Fifty Shades of Feminism
This photograph from the Rio Olympics sparked debate quickly followed by a storm of outrage and an even hotter debate when France went on to ban the burqa.
Feminists were at odds about what this means for women, for religion and for our freedoms. Not all Muslim women oppose wearing the burqa but feminists see it as yet another oppressive rule imposed on women by men. Yet even they are not certain that a ban is the answer since empowering women must involve respecting their religious and cultural traditions.
There is no question that what constitutes a feminist approach to issues is debated, and sometimes heatedly, within groups of people who all claim, and rightly so, to be feminist.
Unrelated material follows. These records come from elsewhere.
// 📞 Field Normalizer - canonical phone and date-fragment forms
// Pure helpers plus the stage that fills Mobile_norm.

use crate::error::Result;
use crate::pipeline::{RunContext, Stage};
use crate::record::Record;

/// Digits-only phone, possibly empty
///
/// - absent → ""
/// - trailing ".0" from numeric spreadsheet cells is removed once
/// - every non-digit character is removed
///
/// No length check here; the fake-score engine owns validity.
pub fn normalize_phone(raw: Option<&str>) -> String {
    let raw = match raw {
        Some(r) => r.trim(),
        None => return String::new(),
    };

    let raw = raw.strip_suffix(".0").unwrap_or(raw);

    // ASCII only: non-ASCII digits (fullwidth, Arabic-Indic) are dropped,
    // so `mobile_norm.len()` is the digit count the phone rules compare
    raw.chars().filter(|c| c.is_ascii_digit()).collect()
}

/// Parse a Year/Month/Day cell into an integer
///
/// Accepts integral numbers written as ints or floats ("7", "2024.0").
/// Fractional, non-numeric or non-finite values are rejected.
pub fn parse_fragment(raw: Option<&str>) -> Option<i64> {
    let text = raw?.trim();
    if text.is_empty() {
        return None;
    }

    if let Ok(value) = text.parse::<i64>() {
        return Some(value);
    }

    let value = text.parse::<f64>().ok()?;
    if !value.is_finite() || value.fract() != 0.0 {
        return None;
    }
    if value < i64::MIN as f64 || value > i64::MAX as f64 {
        return None;
    }

    Some(value as i64)
}

// ============================================================================
// STAGE
// ============================================================================

/// Fills `mobile_norm` for every record
pub struct PhoneNormalizer;

impl Stage for PhoneNormalizer {
    fn name(&self) -> &str {
        "phone_normalizer"
    }

    fn apply(&self, records: Vec<Record>, _ctx: &RunContext) -> Result<Vec<Record>> {
        Ok(records
            .into_iter()
            .map(|mut record| {
                record.mobile_norm = normalize_phone(record.mobile());
                record
            })
            .collect())
    }
}

// ============================================================================
// TESTS
// ============================================================================
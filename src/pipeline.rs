// 🔗 Pipeline - merge, enrich, score, rank
//
// Every stage takes the full record collection and returns it enriched.
// Stages run strictly in order; each one owns the fields it writes.

use crate::config::{AppConfig, PipelineConfig};
use crate::error::{PipelineError, Result};
use crate::export::{CsvSink, Ranker, RecordSink};
use crate::fake_score::FakeScoring;
use crate::normalize::PhoneNormalizer;
use crate::predictor::Predictor;
use crate::record::{is_reserved_column, RawBatch, Record, REQUIRED_COLUMNS};
use crate::source::{BatchSource, CsvFolderSource};
use crate::status::StatusClassifier;
use crate::temporal::DateResolver;
use chrono::NaiveDate;
use tracing::{debug, info, warn};

// ============================================================================
// STAGE CONTRACT
// ============================================================================

/// Batch-wide facts every stage may read
#[derive(Debug, Clone)]
pub struct RunContext {
    /// Merged header list (union of all extracts, first-seen order)
    pub headers: Vec<String>,
    pub config: PipelineConfig,
    /// Captured once per run
    pub today: NaiveDate,
}

impl RunContext {
    pub fn new(headers: Vec<String>, config: PipelineConfig, today: NaiveDate) -> Self {
        RunContext {
            headers,
            config,
            today,
        }
    }
}

pub trait Stage {
    fn name(&self) -> &str;

    fn apply(&self, records: Vec<Record>, ctx: &RunContext) -> Result<Vec<Record>>;
}

// ============================================================================
// MERGE
// ============================================================================

/// Final, ranked table handed to the sink
#[derive(Debug, Clone)]
pub struct MasterTable {
    pub headers: Vec<String>,
    pub records: Vec<Record>,
}

/// Concatenate batches; never drops or adds rows
pub fn merge_batches(batches: Vec<RawBatch>) -> MasterTable {
    let mut headers: Vec<String> = Vec::new();
    let mut records = Vec::with_capacity(batches.iter().map(|b| b.len()).sum());

    for batch in batches {
        for header in &batch.headers {
            if !is_reserved_column(header) && !headers.contains(header) {
                headers.push(header.clone());
            }
        }

        for row in batch.rows {
            records.push(Record::from_raw(&batch.source_file, row));
        }
    }

    MasterTable { headers, records }
}

/// Fails when a column the rules read is absent from every extract
pub fn check_required_columns(headers: &[String]) -> Result<()> {
    for column in REQUIRED_COLUMNS {
        if !headers.iter().any(|h| h == column) {
            return Err(PipelineError::MissingColumn(column.to_string()));
        }
    }
    Ok(())
}

// ============================================================================
// PIPELINE
// ============================================================================

pub struct Pipeline {
    stages: Vec<Box<dyn Stage>>,
}

impl Pipeline {
    /// Standard order: phones, dates, status, predictions, score, rank
    pub fn new() -> Self {
        Pipeline {
            stages: vec![
                Box::new(PhoneNormalizer),
                Box::new(DateResolver),
                Box::new(StatusClassifier),
                Box::new(Predictor),
                Box::new(FakeScoring),
                Box::new(Ranker),
            ],
        }
    }

    pub fn stage_names(&self) -> Vec<&str> {
        self.stages.iter().map(|s| s.name()).collect()
    }

    /// Merge batches and run every stage
    pub fn run(
        &self,
        batches: Vec<RawBatch>,
        config: &PipelineConfig,
        today: NaiveDate,
    ) -> Result<MasterTable> {
        config.validate()?;

        let MasterTable { headers, records } = merge_batches(batches);
        check_required_columns(&headers)?;

        info!(records = records.len(), columns = headers.len(), "Merged extracts");

        let ctx = RunContext::new(headers, config.clone(), today);
        let mut records = records;
        for stage in &self.stages {
            records = stage.apply(records, &ctx)?;
            debug!(stage = stage.name(), records = records.len(), "Stage complete");
        }

        Ok(MasterTable {
            headers: ctx.headers,
            records,
        })
    }
}

impl Default for Pipeline {
    fn default() -> Self {
        Self::new()
    }
}

// ============================================================================
// ENTRY POINTS
// ============================================================================

/// Source → pipeline → sink
///
/// Returns `Ok(None)` when the source has nothing to offer; that is a normal
/// early exit and nothing is written.
pub fn build_master<S: BatchSource + ?Sized, K: RecordSink + ?Sized>(
    source: &S,
    sink: &K,
    config: &PipelineConfig,
    today: NaiveDate,
) -> Result<Option<MasterTable>> {
    let batches = source.load()?;
    if batches.is_empty() {
        warn!("No extract files found, nothing to build");
        return Ok(None);
    }

    let table = Pipeline::new().run(batches, config, today)?;
    sink.write(&table.headers, &table.records)?;

    Ok(Some(table))
}

/// Folder of CSV extracts in, one CSV master file out
pub fn run_master_build(config: &AppConfig, today: NaiveDate) -> Result<Option<MasterTable>> {
    config.validate()?;

    let source = CsvFolderSource::new(&config.input_folder).excluding(&config.output_file);
    let sink = CsvSink::new(config.output_path());

    build_master(&source, &sink, &config.pipeline, today)
}

// ============================================================================
// TESTS
// ============================================================================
One such debate has arisen within Rape Crisis, after the organisation accepted money from a burlesque dance company called The Rouge Revue, which involves women dancing, wearing sexy clothes and almost but not quite going naked. The younger feminists in the organisation participate and feel it to be empowering and many of the dancers are rape survivors who use this dance form to explore their own sensuality and reclaim their pleasure in their own bodies and some of the dancers are gender non-conforming. Some older feminists think that this is completely mad because radical feminists do not dress up as male fantasy sex objects and perform titillating routines.
Of course all are feminists. But, and this is key, from different eras. Different kinds of feminists have defined themselves in different ways over the years and been undermined by men in different ways in very different times. The first wave of feminists were the suffragettes who fought for women to be able to vote and won. The second wave of feminists, rejected the unspoken social rules around women shaving their body hair, wearing killer heels, wearing lots of makeup and doing the ironing with a cheerful smile in a fresh apron before their husbands got home from playing their role as the main breadwinner of the household. They were part of setting up collectives of women who supported rape survivors, produced feminist media like Agenda and Ms Magazine and who rejected housework as the second shift for women in the workplace. They rejected pornography and sex work as exploitation and argued for women’s equality particularly when it came to wages. They went into the workplace as part of the battle for equality, often being the first woman to hold a position and having to do it with very little support from their colleagues. They were accused by men and other women of being militant, ugly, aggressive, loud and worse. But they fought and, to a large degree, they won.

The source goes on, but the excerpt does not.